Transient charging and discharging of spin-polarized electrons in a quantum dot

We study spin-polarized transient transport in a quantum dot coupled to two ferromagnetic leads subjected to a rectangular bias voltage pulse. Time-dependent spin-resolved currents, occupations, spin accumulation, and tunneling magnetoresistance (TMR) are calculated using both nonequilibrium Green function and master equation techniques. Both parallel- and antiparallel-lead magnetization alignments are analyzed. Our main findings are a dynamical spin accumulation that changes sign in time, a short-lived pulse of spin polarized current in the emitter lead (but not in the collector lead), and a dynamical TMR that develops negative values in the transient regime. We also observe that the intradot Coulomb interaction can enhance even further the negative values of the TMR.

Figure 1

Sketch of the system: a quantum dot coupled to two ferromagnetic leads via tunnel barriers. The left FM lead has its magnetization fixed while the right-hand side can be either in parallel or antiparallel alignment. A pulsed bias voltage of duration $s$ is applied across the system in order to generate transient spin-polarized currents. When the bias voltage is turned on $(0<t<s)$ the dot’s level ${ϵ}_d$ moves into resonance with the emitter states and the dot becomes populated (a charging process) with a current passing through it.
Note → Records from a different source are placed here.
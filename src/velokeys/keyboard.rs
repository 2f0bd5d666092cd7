use std::collections::VecDeque;
use std::sync::{Arc, Mutex, Weak};
use std::thread;
use std::time::Duration;

use log::{debug, warn};

use crate::velokeys::debounce::DebounceConfig;
use crate::velokeys::matrix::{MatrixGeometry, MatrixPins, MatrixScanner, ScanConfig};
use crate::velokeys::scheduler::{OneShotTimer, Scheduler};
use crate::velokeys::velocity::{KeyState, VelocityConfig, VelocityEngine, VelocityEvent};
use crate::velokeys::{
    hw_specific, mutex_poison, Bubbling, Clock, ControlKey, EventReg, EventRegAsync,
    EventRegInner, KError, KeyEvent, KeyPosition, Task,
};

type EventRegs = Arc<Mutex<Vec<Weak<Mutex<EventRegInner>>>>>;

#[derive(Debug, Clone, PartialEq, Eq)]
/// Everything a `Keyboard` needs to know about the board. `default()`
/// describes the real one, see `hw_specific`.
pub struct KeyboardConfig {
    pub geometry: MatrixGeometry,
    pub debounce: DebounceConfig,
    pub scan: ScanConfig,
    pub velocity: VelocityConfig,

    /// Matrix row holding the control keys, if there is one. Must be
    /// the last row.
    pub control_row: Option<u8>,
}

impl Default for KeyboardConfig {
    fn default() -> Self {
        KeyboardConfig {
            geometry: hw_specific::geometry(),
            debounce: DebounceConfig {
                press_threshold_ms: hw_specific::DEBOUNCE_PRESS_MS,
                release_threshold_ms: hw_specific::DEBOUNCE_RELEASE_MS,
            },
            scan: ScanConfig {
                scan_period_ms: hw_specific::SCAN_PERIOD_MS,
                poll_period_ms: hw_specific::POLL_PERIOD_MS,
                settle_us: hw_specific::SETTLE_US,
                poll_burst: hw_specific::POLL_BURST,
                use_interrupts: true,
            },
            velocity: VelocityConfig {
                timeout_us: hw_specific::VELOCITY_TIMEOUT_US,
                fallback_velocity: hw_specific::FALLBACK_VELOCITY,
            },
            control_row: Some(hw_specific::CONTROL_ROW),
        }
    }
}

impl KeyboardConfig {
    /// # Errors
    ///
    /// Will return `KError::BadGeometry` or `KError::BadConfig`
    /// describing the first problem found.
    pub fn validate(&self) -> Result<(), KError> {
        self.geometry.validate()?;

        let bad = |reason: String| Err(KError::BadConfig { reason });
        if self.scan.scan_period_ms == 0 || self.scan.poll_period_ms == 0 {
            return bad(format!("zero scan period in {:?}", self.scan));
        }
        // Deadlines must stay within half the clock's range to compare.
        if self.velocity.timeout_us == 0 || self.velocity.timeout_us >= 1 << 31 {
            return bad(format!("velocity timeout {} µs", self.velocity.timeout_us));
        }
        if let Some(control_row) = self.control_row {
            if usize::from(control_row) + 1 != self.geometry.rows() {
                return bad(format!("control row {control_row} is not the last row"));
            }
        }
        Ok(())
    }
}

/// A whole velocity keyboard: scanner, velocity engine, and the
/// scheduler they share, plus the client registrations key events are
/// queued for.
#[derive(Debug)]
pub struct Keyboard {
    clock: Arc<dyn Clock>,
    scheduler: Arc<Scheduler<Task>>,
    scanner: Arc<MatrixScanner>,
    velocity: Arc<VelocityEngine>,

    /// What key events clients have registered for. Held weakly, a
    /// registration goes away when its client drops it.
    event_regs: EventRegs,
    scheduler_thread: Mutex<Option<thread::JoinHandle<()>>>,
}

impl Keyboard {
    /// Build and wire everything. Nothing runs until `start()`.
    ///
    /// # Errors
    ///
    /// Will return `KError::BadGeometry` or `KError::BadConfig` if
    /// `config` doesn't validate.
    pub fn new<P: MatrixPins + 'static>(
        config: KeyboardConfig,
        pins: P,
        clock: Arc<dyn Clock>,
    ) -> Result<Keyboard, KError> {
        config.validate()?;

        let scheduler = Arc::new(Scheduler::new(clock.clone()));
        let velocity = Arc::new(VelocityEngine::new(
            &config.geometry,
            config.control_row,
            config.velocity,
            scheduler.clone(),
        )?);
        let scanner = MatrixScanner::new(
            config.geometry,
            config.debounce,
            config.scan,
            Box::new(pins),
            scheduler.clone(),
        )?;

        // Components only know each other weakly, dropping the
        // `Keyboard` drops them all.
        let velocity_weak = Arc::downgrade(&velocity);
        scanner.configure(move |row, col, pressed| {
            if let Some(velocity) = velocity_weak.upgrade() {
                velocity.on_scan_event(row, col, pressed);
            }
        })?;

        let scanner_weak = Arc::downgrade(&scanner);
        let velocity_weak = Arc::downgrade(&velocity);
        scheduler.configure(move |task| match task {
            Task::ScanPass => {
                if let Some(scanner) = scanner_weak.upgrade() {
                    scanner.read();
                }
            }
            Task::KeyTimeout(key_index) => {
                if let Some(velocity) = velocity_weak.upgrade() {
                    velocity.on_timeout(key_index);
                }
            }
        })?;

        let event_regs: EventRegs = Arc::new(Mutex::new(Vec::new()));
        let event_regs_cloned = event_regs.clone();
        velocity
            .key_events()
            .add_listener(move |event| Keyboard::process_event_regs(&event_regs_cloned, event));

        Ok(Keyboard {
            clock,
            scheduler,
            scanner,
            velocity,
            event_regs,
            scheduler_thread: Mutex::new(None),
        })
    }

    /// Start the scheduler thread and scanning.
    ///
    /// # Errors
    ///
    /// Will return `KError::AlreadyInitialized` if already started,
    /// `KError::Spawn` if the scheduler thread won't start.
    pub fn start(&self) -> Result<(), KError> {
        let handle = self.scheduler.init()?;
        *self.scheduler_thread.lock().unwrap_or_else(mutex_poison) = Some(handle);
        self.scanner.enable();
        debug!("keyboard started");
        Ok(())
    }

    /// Like `start()`, but dispatch is driven by a hardware one-shot
    /// timer whose interrupt handler calls `scheduler().on_timer()`.
    ///
    /// # Errors
    ///
    /// Will return `KError::AlreadyInitialized` if already started.
    pub fn start_with_timer<O: OneShotTimer + 'static>(&self, timer: O) -> Result<(), KError> {
        self.scheduler.init_timer(timer)?;
        self.scanner.enable();
        debug!("keyboard started on one-shot timer");
        Ok(())
    }

    /// Stop scanning and wait for the scheduler thread to exit. Can't
    /// be restarted.
    pub fn stop(&self) {
        self.scanner.disable();
        self.scheduler.shutdown();

        let handle = self
            .scheduler_thread
            .lock()
            .unwrap_or_else(mutex_poison)
            .take();
        if let Some(handle) = handle {
            if handle.thread().id() == thread::current().id() {
                warn!("stop() called from the scheduler thread, not joining");
            } else if handle.join().is_err() {
                warn!("scheduler thread panicked");
            }
        }
        debug!("keyboard stopped");
    }

    pub fn clock(&self) -> &Arc<dyn Clock> {
        &self.clock
    }

    pub fn scheduler(&self) -> &Arc<Scheduler<Task>> {
        &self.scheduler
    }

    pub fn scanner(&self) -> &Arc<MatrixScanner> {
        &self.scanner
    }

    pub fn velocity(&self) -> &Arc<VelocityEngine> {
        &self.velocity
    }

    /// Where control key presses go. Return `true` from a listener to
    /// keep older listeners from seeing the press.
    pub fn control_keys(&self) -> &Bubbling<ControlKey> {
        self.velocity.control_keys()
    }

    pub fn num_keys(&self) -> usize {
        self.velocity.num_keys()
    }

    /// Velocity state of one key.
    ///
    /// # Errors
    ///
    /// Will return `KError::BadKeyLocation` for a key that doesn't
    /// exist.
    pub fn key_state(&self, key_index: usize) -> Result<KeyState, KError> {
        self.velocity
            .key_state(key_index)
            .ok_or_else(|| KError::BadKeyLocation {
                row: (key_index / self.scanner.geometry().cols()).min(255) as u8,
                col: (key_index % self.scanner.geometry().cols()) as u8,
                rows: self.num_keys() / self.scanner.geometry().cols(),
                cols: self.scanner.geometry().cols(),
            })
    }

    /// Used by client code to register for specific key events.
    ///
    /// # Arguments
    ///
    /// * `press_mask` One bool per key (by key index), true if you
    ///    want press events. Missing keys count as false.
    /// * `release_mask` Same, for release events.
    /// * `queue_length` Number of key events to queue. If queue
    ///    overflows oldest events will be discarded.
    /// * `iter_timeout` Timeout used when reading key events via
    ///    iterator.
    pub fn register_events(
        &self,
        press_mask: &[bool],
        release_mask: &[bool],
        queue_length: usize,
        iter_timeout: Duration,
    ) -> EventReg {
        let num_keys = self.num_keys();
        let fit = |mask: &[bool]| {
            let mut mask = mask.to_vec();
            mask.resize(num_keys, false);
            mask
        };

        let (async_sender, async_receiver) = tokio::sync::watch::channel(());
        let (sync_sender, sync_receiver) = crossbeam_channel::bounded(1);
        let queue_capacity = queue_length.max(1);
        let register = EventRegInner {
            press_mask: fit(press_mask),
            release_mask: fit(release_mask),
            event_queue: Arc::new(Mutex::new(VecDeque::with_capacity(queue_capacity))),
            queue_capacity,
            async_sender,
            async_receiver,
            sync_sender,
            sync_receiver,
            event_count: 0,
        };
        let register_mutex = Arc::new(Mutex::new(register));
        self.event_regs
            .lock()
            .unwrap_or_else(mutex_poison)
            .push(Arc::downgrade(&register_mutex));

        EventReg {
            reg_inner: register_mutex,
            iter_timeout,
            queue_capacity,
        }
    }

    /// Async (Tokio) flavor of `register_events()`.
    pub fn register_events_async(
        &self,
        press_mask: &[bool],
        release_mask: &[bool],
        queue_length: usize,
    ) -> EventRegAsync {
        let real_event_reg =
            self.register_events(press_mask, release_mask, queue_length, Duration::MAX);
        let queue_capacity = real_event_reg.queue_capacity;
        EventRegAsync {
            real_event_reg,
            queue_capacity,
        }
    }

    /// Number of live client registrations.
    pub fn num_registrations(&self) -> usize {
        self.event_regs
            .lock()
            .unwrap_or_else(mutex_poison)
            .iter()
            .filter(|reg| reg.strong_count() > 0)
            .count()
    }

    /// Hand one key event to every registration, forgetting any whose
    /// client has gone away.
    fn process_event_regs(event_regs: &EventRegs, event: &VelocityEvent) {
        let key_event = KeyEvent {
            row: event.row,
            col: event.col,
            key_index: event.key_index,
            velocity: event.velocity,
            key_position: KeyPosition::from(event.pressed),
            event_us: event.event_us,
            event_num: 0,
            additional_events_still_queued: 0,
        };

        let live: Vec<Arc<Mutex<EventRegInner>>> = {
            let mut event_regs = event_regs.lock().unwrap_or_else(mutex_poison);
            event_regs.retain(|reg| reg.strong_count() > 0);
            event_regs.iter().filter_map(Weak::upgrade).collect()
        }; // event_regs lock freed.

        for reg in live {
            reg.lock()
                .unwrap_or_else(mutex_poison)
                .process_one_event(key_event);
        }
    }
}

impl Drop for Keyboard {
    fn drop(&mut self) {
        self.scanner.disable();
        self.scheduler.shutdown();
    }
}

#[cfg(test)]
mod tests {
    use super::*;
    use crate::velokeys::clock::ManualClock;
    use crate::velokeys::sim::SimMatrix;

    #[test]
    fn default_config_is_the_board() {
        let config = KeyboardConfig::default();
        config.validate().unwrap();
        assert_eq!(config.geometry.rows(), hw_specific::NUM_ROWS);
        assert_eq!(config.control_row, Some(12));
    }

    #[test]
    fn bad_configs_rejected() {
        let mut config = KeyboardConfig::default();
        config.control_row = Some(3);
        assert!(matches!(config.validate(), Err(KError::BadConfig { .. })));

        let mut config = KeyboardConfig::default();
        config.velocity.timeout_us = 0;
        assert!(config.validate().is_err());

        let mut config = KeyboardConfig::default();
        config.scan.poll_period_ms = 0;
        assert!(config.validate().is_err());

        let mut config = KeyboardConfig::default();
        config.geometry.col_pins[0] = config.geometry.row_pins[0];
        assert!(matches!(
            config.validate(),
            Err(KError::BadGeometry { .. })
        ));
    }

    #[test]
    fn dropped_registrations_are_forgotten() {
        let config = KeyboardConfig::default();
        let sim = SimMatrix::new(&config.geometry);
        let keyboard = Keyboard::new(config, sim, Arc::new(ManualClock::new(0))).unwrap();
        assert_eq!(keyboard.num_keys(), 54);

        let kept = keyboard.register_events(&[true], &[], 4, Duration::ZERO);
        let dropped = keyboard.register_events(&[true], &[true], 4, Duration::ZERO);
        assert_eq!(keyboard.num_registrations(), 2);
        assert_eq!(kept.num_keys(), 54);
        drop(dropped);
        assert_eq!(keyboard.num_registrations(), 1);

        // An event sweeps the dead one out.
        keyboard.velocity().on_scan_event(1, 0, true);
        assert_eq!(keyboard.event_regs.lock().unwrap().len(), 1);
        assert_eq!(kept.event_count(), 1);

        assert!(keyboard.key_state(0).unwrap().playing);
        assert!(matches!(
            keyboard.key_state(54),
            Err(KError::BadKeyLocation { .. })
        ));
    }
}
When the bias is turned off $(t>s)$, ${ϵ}_d$ moves above ${\mu }_L$ and ${\mu }_R$ and the dot’s occupation decays into the leads (a discharging process). Due to the ferromagnetism of the leads, these transient charging and discharging processes become spin dependent.

Figure 2

Occupations $n_{\uparrow }$ (solid line) and $n_{\downarrow }$ (dashed line) and the spin accumulation $m=n_{\uparrow }-n_{\downarrow }$ (dotted line) as a function of time for both (a) parallel and (b) antiparallel configurations. When the bias is turned on (off) the dot is charged (discharged) in a spin-dependent manner. This results in a time-dependent spin accumulation, with a sign reversal in the parallel case.

Figure 3

(Color online) Spin-resolved currents against time for both left and right leads and both alignments. In both configurations the currents in the left (right) lead are suppressed (enhanced) just after the voltage is turned on, and then they attain stationary plateaus. When the bias voltage is turned off $(t>3\mathrm{ns})$ the left and right currents become the same for each spin component in the P configuration, while in the AP case the $\uparrow$ current becomes larger than the $\downarrow$ current in the left lead.

Figure 4

Total current in the left ferromagnetic lead, $I_{\uparrow }^L+I_{\downarrow }^L$, for both parallel (solid line) and antiparallel (dotted line) configurations. After the bias voltage is turned off $(t>3\mathrm{ns})$ the total antiparallel current becomes greater than the parallel one, lifted by the spike of $\uparrow$ current seen in Fig. 3b. This results in the time-dependent negative TMR seen in the inset.

Figure 5

(Color online) Spin-resolved occupations (a), (b) and currents (c), (d) in both parallel (P) and antiparallel (AP) configurations. We take $U=1\mathrm{meV}$ and $U=3\mathrm{meV}$, labeling the traces by (1) and (3), respectively. For $U=1\mathrm{meV}$ the results are indistinguishable from the $U=0$ case. For $U=3\mathrm{meV}$, though, we find a suppression of the spin-resolved occupations and currents. In the AP alignment this suppression results in an enhancement of the spin accumulation and in a spin-polarized current in the stationary plateaus $(\mid I_{\uparrow }^{L,R}\mid >\mid I_{\downarrow }^{L,R}\mid )$. To clarify the range $t>3\mathrm{ns}$, in panel (c) the currents $I_{\sigma }^L$ are on top of $I_{\sigma }^R$ while in panel (d) they are apart from each other. In addition in the AP case, $\mid I_{\uparrow }^L\mid$ and $\mid I_{\uparrow }^R\mid$ for $U=1\mathrm{meV}$ are slightly greater than their corresponding values for $U=3\mathrm{meV}$, and $I_{\downarrow }^R$ is almost on top of $I_{\uparrow }^R$.

Figure 6

Tunnel magnetoresistance (TMR) as a function of time for $U=1$ and $U=3\mathrm{meV}$. For $U=3\mathrm{meV}$ the TMR is enhanced in the stationary regime $(2<t<3\mathrm{ns})$ and becomes even more negative after the bias voltage is turned off $(t>3\mathrm{ns})$.